PROBLEM REQUIREMENTS
Pull every line that includes the word "Quat" from the data.

[Data extracted from a collection]
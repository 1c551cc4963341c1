use glam::{Quat, Vec3};
use slotmap::SlotMap;

use crate::scene::NodeHandle;
use crate::scene::graph::SceneGraph;
use crate::scene::node::Node;
use crate::scene::transform::Transform;

/// Minimal scene graph: an arena of named nodes with TRS transforms.
///
/// Hosts that already own a scene graph (a glTF importer, a full renderer)
/// implement [`SceneGraph`] on their own type instead. This arena is what
/// headless hosts and tests hand to the capsule.
#[derive(Debug, Default)]
pub struct Scene {
    pub nodes: SlotMap<NodeHandle, Node>,
    pub root_nodes: Vec<NodeHandle>,
}

impl Scene {
    #[must_use]
    pub fn new() -> Self {
        Self {
            nodes: SlotMap::with_key(),
            root_nodes: Vec::new(),
        }
    }

    /// Starts building a node.
    pub fn build_node(&'_ mut self, name: &str) -> NodeBuilder<'_> {
        NodeBuilder::new(self, name)
    }

    /// Adds a node at the root level.
    pub fn add_node(&mut self, node: Node) -> NodeHandle {
        let handle = self.nodes.insert(node);
        self.root_nodes.push(handle);
        handle
    }

    pub fn create_node(&mut self) -> NodeHandle {
        self.add_node(Node::default())
    }

    pub fn create_node_with_name(&mut self, name: &str) -> NodeHandle {
        self.add_node(Node::with_name(name))
    }

    /// Re-parents `child` under `parent`, detaching it from its old parent or
    /// from the root list.
    pub fn attach(&mut self, child: NodeHandle, parent: NodeHandle) {
        if child == parent {
            log::warn!("Cannot attach node to itself!");
            return;
        }
        if !self.nodes.contains_key(parent) {
            log::error!("Parent node not found during attach!");
            return;
        }
        if self.is_ancestor(child, parent) {
            log::warn!("Cannot attach node under its own descendant!");
            return;
        }

        let old_parent = self.nodes.get(child).and_then(|n| n.parent);
        if let Some(p) = old_parent {
            if let Some(n) = self.nodes.get_mut(p)
                && let Some(i) = n.children.iter().position(|&x| x == child)
            {
                n.children.remove(i);
            }
        } else if let Some(i) = self.root_nodes.iter().position(|&x| x == child) {
            self.root_nodes.remove(i);
        }

        if let Some(p) = self.nodes.get_mut(parent) {
            p.children.push(child);
        }
        if let Some(c) = self.nodes.get_mut(child) {
            c.parent = Some(parent);
        }
    }

    /// Whether `ancestor` lies on the parent chain above `node`.
    #[must_use]
    pub fn is_ancestor(&self, ancestor: NodeHandle, node: NodeHandle) -> bool {
        let mut current = self.nodes.get(node).and_then(|n| n.parent);
        while let Some(handle) = current {
            if handle == ancestor {
                return true;
            }
            current = self.nodes.get(handle).and_then(|n| n.parent);
        }
        false
    }

    #[must_use]
    pub fn get_node(&self, handle: NodeHandle) -> Option<&Node> {
        self.nodes.get(handle)
    }

    pub fn get_node_mut(&mut self, handle: NodeHandle) -> Option<&mut Node> {
        self.nodes.get_mut(handle)
    }

    #[must_use]
    pub fn get_name(&self, handle: NodeHandle) -> Option<&str> {
        self.nodes.get(handle).map(|n| n.name.as_str())
    }

    pub fn set_name(&mut self, handle: NodeHandle, name: &str) {
        if let Some(node) = self.nodes.get_mut(handle) {
            name.clone_into(&mut node.name);
        }
    }

    /// Depth-first search for the first node named `name` under `root`
    /// (inclusive).
    #[must_use]
    pub fn find_node_by_name(&self, root: NodeHandle, name: &str) -> Option<NodeHandle> {
        let mut stack = vec![root];
        while let Some(current) = stack.pop() {
            let Some(node) = self.nodes.get(current) else {
                continue;
            };
            if node.name == name {
                return Some(current);
            }
            // Reverse so the first child is visited first.
            stack.extend(node.children.iter().rev().copied());
        }
        None
    }
}

impl SceneGraph for Scene {
    fn find_by_name(&self, root: NodeHandle, name: &str) -> Option<NodeHandle> {
        self.find_node_by_name(root, name)
    }

    fn transform(&self, node: NodeHandle) -> Option<Transform> {
        self.nodes.get(node).map(|n| n.transform)
    }

    fn set_transform(&mut self, node: NodeHandle, transform: Transform) {
        if let Some(n) = self.nodes.get_mut(node) {
            n.transform = transform;
        }
    }
}

pub struct NodeBuilder<'a> {
    scene: &'a mut Scene,
    node: Node,
    parent: Option<NodeHandle>,
}

impl<'a> NodeBuilder<'a> {
    pub fn new(scene: &'a mut Scene, name: &str) -> Self {
        Self {
            scene,
            node: Node::with_name(name),
            parent: None,
        }
    }

    #[must_use]
    pub fn with_position(mut self, x: f32, y: f32, z: f32) -> Self {
        self.node.transform.position = Vec3::new(x, y, z);
        self
    }

    #[must_use]
    pub fn with_rotation(mut self, rotation: Quat) -> Self {
        self.node.transform.rotation = rotation;
        self
    }

    #[must_use]
    pub fn with_scale(mut self, s: f32) -> Self {
        self.node.transform.scale = Vec3::splat(s);
        self
    }

    #[must_use]
    pub fn with_parent(mut self, parent: NodeHandle) -> Self {
        self.parent = Some(parent);
        self
    }

    /// Inserts the node and returns its handle. Without a parent the node
    /// becomes a root.
    pub fn build(self) -> NodeHandle {
        let handle = self.scene.nodes.insert(self.node);
        match self.parent {
            Some(parent) if self.scene.nodes.contains_key(parent) => {
                self.scene.attach(handle, parent);
            }
            _ => self.scene.root_nodes.push(handle),
        }
        handle
    }
}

REPLY
use glam::{Quat, Vec3};
    pub fn with_rotation(mut self, rotation: Quat) -> Self {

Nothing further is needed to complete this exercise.